OBJECTIVES To establish an analytical method based on headspace gas chromatography-mass spectrometry for the simultaneous determination of pyridine, aniline, and nitrobenzene in water.

METHODS The contents of pyridine, aniline, and nitrobenzene in the effluents from the wastewater treatment plants in the textile industry parks were detected and quantified by the external standard method with headspace gas chromatography-mass spectrometry method. Finally, the experiment conditions were optimized.

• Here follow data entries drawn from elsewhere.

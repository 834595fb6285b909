//! 粒子场性能基准测试
//!
//! 测试形状生成与模拟推进的性能

use criterion::{black_box, criterion_group, criterion_main, BenchmarkId, Criterion};
use gesture_particles::config::FieldConfig;
use gesture_particles::particles::{generate, ParticleField, ParticleShape};
use rand::rngs::StdRng;
use rand::SeedableRng;

const SHAPES: [ParticleShape; 5] = [
    ParticleShape::Sphere,
    ParticleShape::Heart,
    ParticleShape::Flower,
    ParticleShape::Firework,
    ParticleShape::Nebula,
];

fn bench_shape_generation(c: &mut Criterion) {
    let mut group = c.benchmark_group("shape_generation");

    for shape in SHAPES {
        group.bench_with_input(
            BenchmarkId::from_parameter(shape.name()),
            &shape,
            |b, &shape| {
                let mut rng = StdRng::seed_from_u64(42);
                b.iter(|| {
                    for index in 0..10_000 {
                        black_box(generate(shape, index, 10_000, &mut rng));
                    }
                });
            },
        );
    }

    group.finish();
}

fn bench_field_rebuild(c: &mut Criterion) {
    let mut group = c.benchmark_group("field_rebuild");

    for count in [1_000usize, 10_000, 50_000] {
        group.bench_with_input(BenchmarkId::from_parameter(count), &count, |b, &count| {
            b.iter(|| {
                let config = FieldConfig {
                    count,
                    shape: ParticleShape::Firework,
                    seed: Some(42),
                    ..Default::default()
                };
                black_box(ParticleField::new(config));
            });
        });
    }

    group.finish();
}

fn bench_field_advance(c: &mut Criterion) {
    let mut group = c.benchmark_group("field_advance");

    // 烟花做全量积分，球形只有标量平滑
    for shape in [ParticleShape::Firework, ParticleShape::Sphere] {
        group.bench_with_input(
            BenchmarkId::from_parameter(shape.name()),
            &shape,
            |b, &shape| {
                let config = FieldConfig {
                    count: 50_000,
                    shape,
                    seed: Some(42),
                    ..Default::default()
                };
                let mut field = ParticleField::new(config);
                field.set_scale(1.5);
                b.iter(|| {
                    field.advance(black_box(1.0 / 60.0));
                });
            },
        );
    }

    group.finish();
}

criterion_group!(
    benches,
    bench_shape_generation,
    bench_field_rebuild,
    bench_field_advance
);
criterion_main!(benches);
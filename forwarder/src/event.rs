use bytes::Bytes;
use std::collections::HashMap;
use storage::BlobData;

/// Metadata key holding the "forward this flow" flag.
pub const FORWARD_FLAG_KEY: &str = "elaborate";
pub const SESSION_ID_KEY: &str = "sessionId";
pub const INSERTED_TIMESTAMP_KEY: &str = "insertedTimestamp";

/// Where an event's payload lives. Blob payloads can be read again from the
/// container, queue payloads are gone once the message is dequeued.
#[derive(Clone, Copy, Debug, Default, PartialEq, Eq)]
pub enum SourceKind {
    #[default]
    Blob,
    Queue,
}

impl SourceKind {
    pub fn as_str(&self) -> &'static str {
        match self {
            SourceKind::Blob => "blob",
            SourceKind::Queue => "queue",
        }
    }

    /// Rows written before the kind was recorded are blob rows.
    pub fn from_column(value: Option<&str>) -> Self {
        match value {
            Some(kind) if kind.eq_ignore_ascii_case("queue") => SourceKind::Queue,
            _ => SourceKind::Blob,
        }
    }
}

/// One trigger invocation. Built per event and never persisted.
#[derive(Clone, Debug, PartialEq)]
pub struct DeliveryEvent {
    pub source_name: String,
    pub kind: SourceKind,
    pub payload: Bytes,
    pub metadata: HashMap<String, String>,
    /// Zero-based attempt count, `None` when the runtime gave no retry context.
    pub retry_index: Option<u32>,
}

impl DeliveryEvent {
    pub fn new(
        source_name: impl Into<String>,
        payload: impl Into<Bytes>,
        metadata: HashMap<String, String>,
    ) -> Self {
        DeliveryEvent {
            source_name: source_name.into(),
            kind: SourceKind::Blob,
            payload: payload.into(),
            metadata,
            retry_index: None,
        }
    }

    pub fn from_blob(blob: BlobData) -> Self {
        DeliveryEvent::new(blob.name, blob.content, blob.metadata)
    }

    pub fn queued(
        source_name: impl Into<String>,
        payload: impl Into<Bytes>,
        metadata: HashMap<String, String>,
    ) -> Self {
        DeliveryEvent {
            kind: SourceKind::Queue,
            ..DeliveryEvent::new(source_name, payload, metadata)
        }
    }

    pub fn with_metadata(mut self, key: impl Into<String>, value: impl Into<String>) -> Self {
        self.metadata.insert(key.into(), value.into());
        self
    }

    pub fn with_retry_index(mut self, retry_index: Option<u32>) -> Self {
        self.retry_index = retry_index;
        self
    }

    /// Metadata lookup ignoring key case. Blob metadata comes back from the
    /// storage service as lowercased headers.
    pub fn metadata_value(&self, key: &str) -> Option<&str> {
        self.metadata
            .get(key)
            .or_else(|| {
                self.metadata
                    .iter()
                    .find(|(k, _)| k.eq_ignore_ascii_case(key))
                    .map(|(_, v)| v)
            })
            .map(String::as_str)
    }

    /// Only flows flagged `elaborate=true` are forwarded.
    pub fn should_forward(&self) -> bool {
        self.metadata_value(FORWARD_FLAG_KEY)
            .is_some_and(|flag| flag.eq_ignore_ascii_case("true"))
    }

    pub fn session_id(&self) -> Option<&str> {
        self.metadata_value(SESSION_ID_KEY)
            .filter(|id| !id.trim().is_empty())
    }

    pub fn inserted_timestamp(&self) -> Option<&str> {
        self.metadata_value(INSERTED_TIMESTAMP_KEY)
    }
}

/// The runtime reports "no retry context" as `-1`.
pub fn retry_index_from_wire(value: Option<i64>) -> Option<u32> {
    value.and_then(|index| u32::try_from(index).ok())
}

#[cfg(test)]
mod tests {
    use super::*;

    fn event(metadata: &[(&str, &str)]) -> DeliveryEvent {
        DeliveryEvent::new(
            "flow.xml.zip",
            &b"test"[..],
            metadata
                .iter()
                .map(|(k, v)| (k.to_string(), v.to_string()))
                .collect(),
        )
    }

    #[test]
    fn test_forward_flag() {
        assert!(event(&[("elaborate", "true")]).should_forward());
        assert!(event(&[("elaborate", "TRUE")]).should_forward());
        assert!(event(&[("Elaborate", "True")]).should_forward());
        assert!(!event(&[("elaborate", "false")]).should_forward());
        assert!(!event(&[("elaborate", "yes")]).should_forward());
        assert!(!event(&[("elaborate", "")]).should_forward());
        assert!(!event(&[]).should_forward());
    }

    #[test]
    fn test_lowercased_metadata_keys() {
        let event = event(&[("sessionid", "abc"), ("insertedtimestamp", "2024-01-15T10:00:00")]);
        assert_eq!(event.session_id(), Some("abc"));
        assert_eq!(event.inserted_timestamp(), Some("2024-01-15T10:00:00"));
    }

    #[test]
    fn test_blank_session_id_is_absent() {
        assert_eq!(event(&[("sessionId", " ")]).session_id(), None);
    }

    #[test]
    fn test_source_kind_column() {
        assert_eq!(SourceKind::from_column(Some("queue")), SourceKind::Queue);
        assert_eq!(SourceKind::from_column(Some("blob")), SourceKind::Blob);
        assert_eq!(SourceKind::from_column(None), SourceKind::Blob);
        assert_eq!(
            SourceKind::from_column(Some(SourceKind::Queue.as_str())),
            SourceKind::Queue
        );
    }

    #[test]
    fn test_retry_index_from_wire() {
        assert_eq!(retry_index_from_wire(None), None);
        assert_eq!(retry_index_from_wire(Some(-1)), None);
        assert_eq!(retry_index_from_wire(Some(0)), Some(0));
        assert_eq!(retry_index_from_wire(Some(4)), Some(4));
    }
}
//! Metrics definitions for the storage backends.

use shared::metrics_defs::{MetricDef, MetricType};

pub const STORAGE_REQUEST_DURATION: MetricDef = MetricDef {
    name: "storage.request.duration",
    metric_type: MetricType::Histogram,
    description: "Time spent on a storage service request in seconds, tagged by service and operation",
};

pub const STORAGE_REQUEST_ERRORS: MetricDef = MetricDef {
    name: "storage.request.errors",
    metric_type: MetricType::Counter,
    description: "Number of storage service requests that failed, tagged by service and operation",
};

pub const ALL_METRICS: &[MetricDef] = &[STORAGE_REQUEST_DURATION, STORAGE_REQUEST_ERRORS];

RESULTS The results showed that the linear ranges of pyridine and aniline were between 1.00µg/L and 30.0µg/L, and nitrobenzene was in the mass concentration range of 0.50-15.0µg/L, with the correlation coefficient above 0.992. The limits of detection were 0.15-0.93µg/L. The concentrations of pyridine, aniline and nitrobenzene in the effluents of the wastewater treatment plant in the textile industry parks were detected from 1.10µg/L to 1.13µg/L, from 1.71µg/L to 5.36µg/L and from ND to 0.19µg/L, respectively. The average recoveries of samples from laboratory blanks and wastewater treatment plant effluents at three levels of addition were 73.6% to 105.8% and 67.2% to 89.9%, respectively, with relative standard deviations of 5.9% to 14.2% (n=8) and 2.2% to 11.5% (n=6). The process and conditions of headspace are summarized as follows: 10.0mL of sample was placed into a 20mL headspace bottle containing 4.0g Na₂CO₃, and then 50µL methanol was added; the equilibration time of the headspace sampler was 60 min, and the equilibrium temperature was 80℃.

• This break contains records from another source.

use crate::alert::{Alert, AlertDetails, AlertSink};
use crate::client::Downstream;
use crate::codec::{self, PayloadForm};
use crate::dead_letter::{DeadLetterRecorder, Failure, RecordOutcome};
use crate::decision::{FailureDecision, RetryPolicy};
use crate::errors::{DeliveryError, format_error_chain};
use crate::event::DeliveryEvent;
use crate::metrics_defs::{
    ALERTS_RAISED, DELIVERIES_FAILED, DELIVERIES_SUCCEEDED, EVENTS_SKIPPED,
};
use shared::counter;
use std::sync::Arc;
use thiserror::Error;

/// How a handled event ended when nothing went wrong.
#[derive(Clone, Copy, Debug, PartialEq, Eq)]
pub enum Delivery {
    /// Not flagged for forwarding. Not an error.
    Skipped,
    Delivered,
}

impl Delivery {
    pub fn processed(&self) -> bool {
        matches!(self, Delivery::Delivered)
    }
}

/// The downstream call failed. Returned on every failed attempt, including
/// the last one, so the runtime's own failure accounting stays accurate.
#[derive(Error, Debug)]
#[error("{error}")]
pub struct DeliveryFailure {
    pub error: DeliveryError,
    pub decision: FailureDecision,
    pub retry_index: Option<u32>,
}

impl DeliveryFailure {
    pub fn is_terminal(&self) -> bool {
        self.decision.should_record()
    }
}

pub struct DeliveryHandler {
    downstream: Arc<dyn Downstream>,
    recorder: DeadLetterRecorder,
    alerts: Arc<dyn AlertSink>,
    policy: RetryPolicy,
    api_key: String,
    payload_form: PayloadForm,
    container: String,
}

impl DeliveryHandler {
    pub fn new(
        downstream: Arc<dyn Downstream>,
        recorder: DeadLetterRecorder,
        alerts: Arc<dyn AlertSink>,
        policy: RetryPolicy,
        api_key: String,
        payload_form: PayloadForm,
        container: String,
    ) -> Self {
        DeliveryHandler {
            downstream,
            recorder,
            alerts,
            policy,
            api_key,
            payload_form,
            container,
        }
    }

    pub fn policy(&self) -> &RetryPolicy {
        &self.policy
    }

    pub async fn handle(&self, event: &DeliveryEvent) -> Result<Delivery, DeliveryFailure> {
        tracing::info!(
            blob = %event.source_name,
            retry_index = ?event.retry_index,
            metadata = ?event.metadata,
            "Triggered"
        );

        if !event.should_forward() {
            tracing::info!(blob = %event.source_name, "Skipped, flow is not flagged for conversion");
            counter!(EVENTS_SKIPPED).increment(1);
            return Ok(Delivery::Skipped);
        }

        match self.attempt(event).await {
            Ok(()) => {
                tracing::info!(blob = %event.source_name, "Successful conversion call to FdR1");
                counter!(DELIVERIES_SUCCEEDED).increment(1);
                Ok(Delivery::Delivered)
            }
            Err(error) => {
                let decision = self.policy.decide(event.retry_index, &error);
                tracing::error!(
                    blob = %event.source_name,
                    retry_index = ?event.retry_index,
                    error_type = %decision.kind,
                    terminal = decision.should_record(),
                    error = %format_error_chain(&error),
                    "Conversion call to FdR1 failed"
                );
                let terminal = if decision.should_record() { "true" } else { "false" };
                counter!(DELIVERIES_FAILED, "error_type" => decision.kind.as_str(), "terminal" => terminal)
                    .increment(1);

                if decision.should_record() {
                    self.on_last_retry(event, &error, decision).await;
                }

                Err(DeliveryFailure {
                    error,
                    decision,
                    retry_index: event.retry_index,
                })
            }
        }
    }

    async fn attempt(&self, event: &DeliveryEvent) -> Result<(), DeliveryError> {
        let payload = codec::encode(self.payload_form, &event.payload)?;
        self.downstream.send(&self.api_key, payload).await
    }

    async fn on_last_retry(
        &self,
        event: &DeliveryEvent,
        error: &DeliveryError,
        decision: FailureDecision,
    ) {
        tracing::warn!(
            blob = %event.source_name,
            retry_index = ?event.retry_index,
            "[ALERT][FdR3-to-FdR1][LAST_RETRY][DEAD-LETTER] Performed last retry for event ingestion"
        );

        let message = error.to_string();
        let stack_trace = format_error_chain(error);
        let failure = Failure {
            kind: decision.kind,
            message: &message,
            http_response_body: error.response_body(),
            stack_trace: &stack_trace,
        };

        match self.recorder.record(event, &failure).await {
            RecordOutcome::Written {
                partition_key,
                row_key,
            } => {
                tracing::info!(
                    blob = %event.source_name,
                    partition_key = %partition_key,
                    row_key = %row_key,
                    "Dead-letter row written"
                );
            }
            RecordOutcome::WriteFailed {
                partition_key,
                row_key,
                error,
            } => {
                tracing::warn!(
                    blob = %event.source_name,
                    partition_key = %partition_key,
                    row_key = %row_key,
                    error = %error,
                    "Dead-letter write failed"
                );
            }
        }

        let alert = Alert::last_retry(
            message,
            AlertDetails {
                blob_name: event.source_name.clone(),
                blob_container: self.container.clone(),
                blob_session_id: event.session_id().map(String::from),
                retry_index: event.retry_index,
            },
        );
        self.alerts.raise(&alert);
        counter!(ALERTS_RAISED).increment(1);
    }
}
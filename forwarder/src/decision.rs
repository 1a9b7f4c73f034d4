//! What to do with a failed delivery.
//!
//! Everything here is a pure function of the retry index, the error and the
//! configured budget, so the terminal/retryable split is testable without
//! any I/O.

use crate::config::RetryConfig;
use crate::errors::{DeliveryError, ErrorKind};
use std::time::Duration;

#[derive(Clone, Copy, Debug, PartialEq, Eq)]
pub enum Disposition {
    /// The runtime will try again. Nothing is recorded.
    Retryable,
    /// The retry budget is spent: record a dead-letter row and alert.
    Terminal,
}

#[derive(Clone, Copy, Debug, PartialEq, Eq)]
pub struct FailureDecision {
    pub kind: ErrorKind,
    pub disposition: Disposition,
}

impl FailureDecision {
    pub fn should_record(&self) -> bool {
        self.disposition == Disposition::Terminal
    }
}

#[derive(Clone, Copy, Debug)]
pub struct RetryPolicy {
    max_retry_count: u32,
    minimum_interval: Duration,
    maximum_interval: Duration,
}

impl RetryPolicy {
    pub fn new(config: &RetryConfig) -> Self {
        RetryPolicy {
            max_retry_count: config.max_retry_count,
            minimum_interval: Duration::from_secs(config.minimum_interval_secs),
            maximum_interval: Duration::from_secs(config.maximum_interval_secs),
        }
    }

    pub fn max_retry_count(&self) -> u32 {
        self.max_retry_count
    }

    /// `None` never reaches the budget.
    pub fn is_final_attempt(&self, retry_index: Option<u32>) -> bool {
        retry_index.is_some_and(|index| index >= self.max_retry_count)
    }

    pub fn decide(&self, retry_index: Option<u32>, error: &DeliveryError) -> FailureDecision {
        let disposition = match self.is_final_attempt(retry_index) {
            true => Disposition::Terminal,
            false => Disposition::Retryable,
        };
        FailureDecision {
            kind: error.kind(),
            disposition,
        }
    }

    /// Backoff hint for the runtime: `minimum * 2^retry_index`, capped at the maximum.
    pub fn retry_after(&self, retry_index: Option<u32>) -> Duration {
        let min_secs = self.minimum_interval.as_secs();
        let secs = 2u64
            .checked_pow(retry_index.unwrap_or(0))
            .and_then(|factor| min_secs.checked_mul(factor))
            .unwrap_or(u64::MAX);
        Duration::from_secs(secs).min(self.maximum_interval)
    }
}

#[cfg(test)]
mod tests {
    use super::*;

    fn policy() -> RetryPolicy {
        RetryPolicy::new(&RetryConfig::default())
    }

    fn http_error() -> DeliveryError {
        DeliveryError::Http {
            status: 500,
            body: "boom".into(),
        }
    }

    #[test]
    fn test_retryable_below_budget() {
        for index in [None, Some(0), Some(1), Some(3)] {
            let decision = policy().decide(index, &http_error());
            assert_eq!(decision.disposition, Disposition::Retryable, "{index:?}");
            assert!(!decision.should_record());
        }
    }

    #[test]
    fn test_terminal_at_or_above_budget() {
        for index in [4, 5, 100] {
            let decision = policy().decide(Some(index), &http_error());
            assert_eq!(
                decision,
                FailureDecision {
                    kind: ErrorKind::HttpError,
                    disposition: Disposition::Terminal,
                }
            );
            assert!(decision.should_record());
        }
    }

    #[test]
    fn test_zero_budget_makes_first_attempt_final() {
        let policy = RetryPolicy::new(&RetryConfig {
            max_retry_count: 0,
            ..RetryConfig::default()
        });
        assert!(policy.is_final_attempt(Some(0)));
        assert!(!policy.is_final_attempt(None));
    }

    #[test]
    fn test_retry_after_grows_and_is_capped() {
        let policy = policy();
        assert_eq!(policy.retry_after(None), Duration::from_secs(10));
        assert_eq!(policy.retry_after(Some(0)), Duration::from_secs(10));
        assert_eq!(policy.retry_after(Some(1)), Duration::from_secs(20));
        assert_eq!(policy.retry_after(Some(3)), Duration::from_secs(80));
        assert_eq!(policy.retry_after(Some(5)), Duration::from_secs(300));
        assert_eq!(policy.retry_after(Some(200)), Duration::from_secs(300));
    }
}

CONCLUSIONS Some measures are conductive to improving the sensitivity of the method, such as addition of methanol and sodium carbonate, and increasing the sample equilibrium temperature, in order to reduce the dissolved concentrations of the targets in the water and improve the precipitation effect of the targets. This method improves the detection efficiency, and is of significance for the simultaneous monitoring of pyridine, aniline, and nitrobenzene in printing and dyeing wastewater.